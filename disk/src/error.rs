//! Error types for disk image operations

use std::fmt;
use std::io;
use std::path::PathBuf;

/// Result type for disk image operations
pub type Result<T> = std::result::Result<T, DiskError>;

/// Errors that can occur while assembling or extracting disk images
#[derive(Debug)]
pub enum DiskError {
    /// Source file missing for a copy operation
    NotFound {
        /// Path that could not be opened
        path: PathBuf,
    },

    /// Input file larger than its destination section's capacity
    SizeExceeded {
        /// The offending input file
        path: PathBuf,
        /// Capacity of the destination section in bytes
        limit: u64,
    },

    /// Read/write byte-count mismatch during a block copy
    CopyMismatch {
        /// Bytes read from the source for the chunk
        read: usize,
        /// Bytes actually written to the destination
        written: usize,
    },

    /// Malformed version string
    InvalidVersion {
        /// The string that failed to parse
        input: String,
    },

    /// Malformed or inconsistent sector map
    InvalidSectorMap {
        /// What was wrong with the map
        detail: String,
    },

    /// Underlying I/O failure
    Io(io::Error),
}

impl fmt::Display for DiskError {
    fn fmt(&self, f: &mut fmt::Formatter<'_>) -> fmt::Result {
        match self {
            Self::NotFound { path } => {
                write!(f, "Source file '{}' not found.", path.display())
            }
            Self::SizeExceeded { path, limit } => {
                write!(
                    f,
                    "The size of '{}' exceeds the maximum size of {}.",
                    path.display(),
                    limit
                )
            }
            Self::CopyMismatch { read, written } => {
                write!(f, "Copy error: read {read} bytes but only wrote out {written}.")
            }
            Self::InvalidVersion { input } => {
                write!(f, "Version is not in a correct format: '{input}'")
            }
            Self::InvalidSectorMap { detail } => {
                write!(f, "Invalid sector map: {detail}")
            }
            Self::Io(err) => write!(f, "{err}"),
        }
    }
}

impl std::error::Error for DiskError {
    fn source(&self) -> Option<&(dyn std::error::Error + 'static)> {
        match self {
            Self::Io(err) => Some(err),
            _ => None,
        }
    }
}

impl From<io::Error> for DiskError {
    fn from(err: io::Error) -> Self {
        DiskError::Io(err)
    }
}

----

The response consists of the lines above that contain "operations".

» Solution
//! Error types for disk image operations
/// Result type for disk image operations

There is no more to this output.